__Problem statement__.
Find all lines below containing the string "fsmon" and return them.

(Source records)
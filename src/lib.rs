#![forbid(unsafe_code)]

//! fsmon: filesystem usage and I/O activity monitoring.
//!
//! For each configured filesystem the monitor resolves the mount point or
//! device against the live mount table, reads capacity and inode usage, and
//! keeps rolling per-second rates of the read/write counters exposed by the
//! platform (block device stats, NFS mountstats, CIFS stats, ZFS kstats, the
//! macOS I/O Registry).
//!
//! # Library usage
//!
//! ```rust,no_run
//! use std::sync::Arc;
//!
//! use fsmon::prelude::*;
//!
//! # fn main() -> fsmon::prelude::Result<()> {
//! let platform = detect_platform()?;
//! let ctx = MonitorContext::new(platform, Arc::new(MonotonicClock), RunMode::Oneshot);
//! let mut monitors = MonitorSet::new();
//! monitors.push(FilesystemMonitor::by_mountpoint("/"));
//! monitors.poll_all(&ctx);
//! # Ok(())
//! # }
//! ```

pub mod prelude;

pub mod core;
pub mod daemon;
pub mod monitor;
pub mod platform;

__Finished exercise__.
//! fsmon: filesystem usage and I/O activity monitoring.
//! use fsmon::prelude::*;
//! # fn main() -> fsmon::prelude::Result<()> {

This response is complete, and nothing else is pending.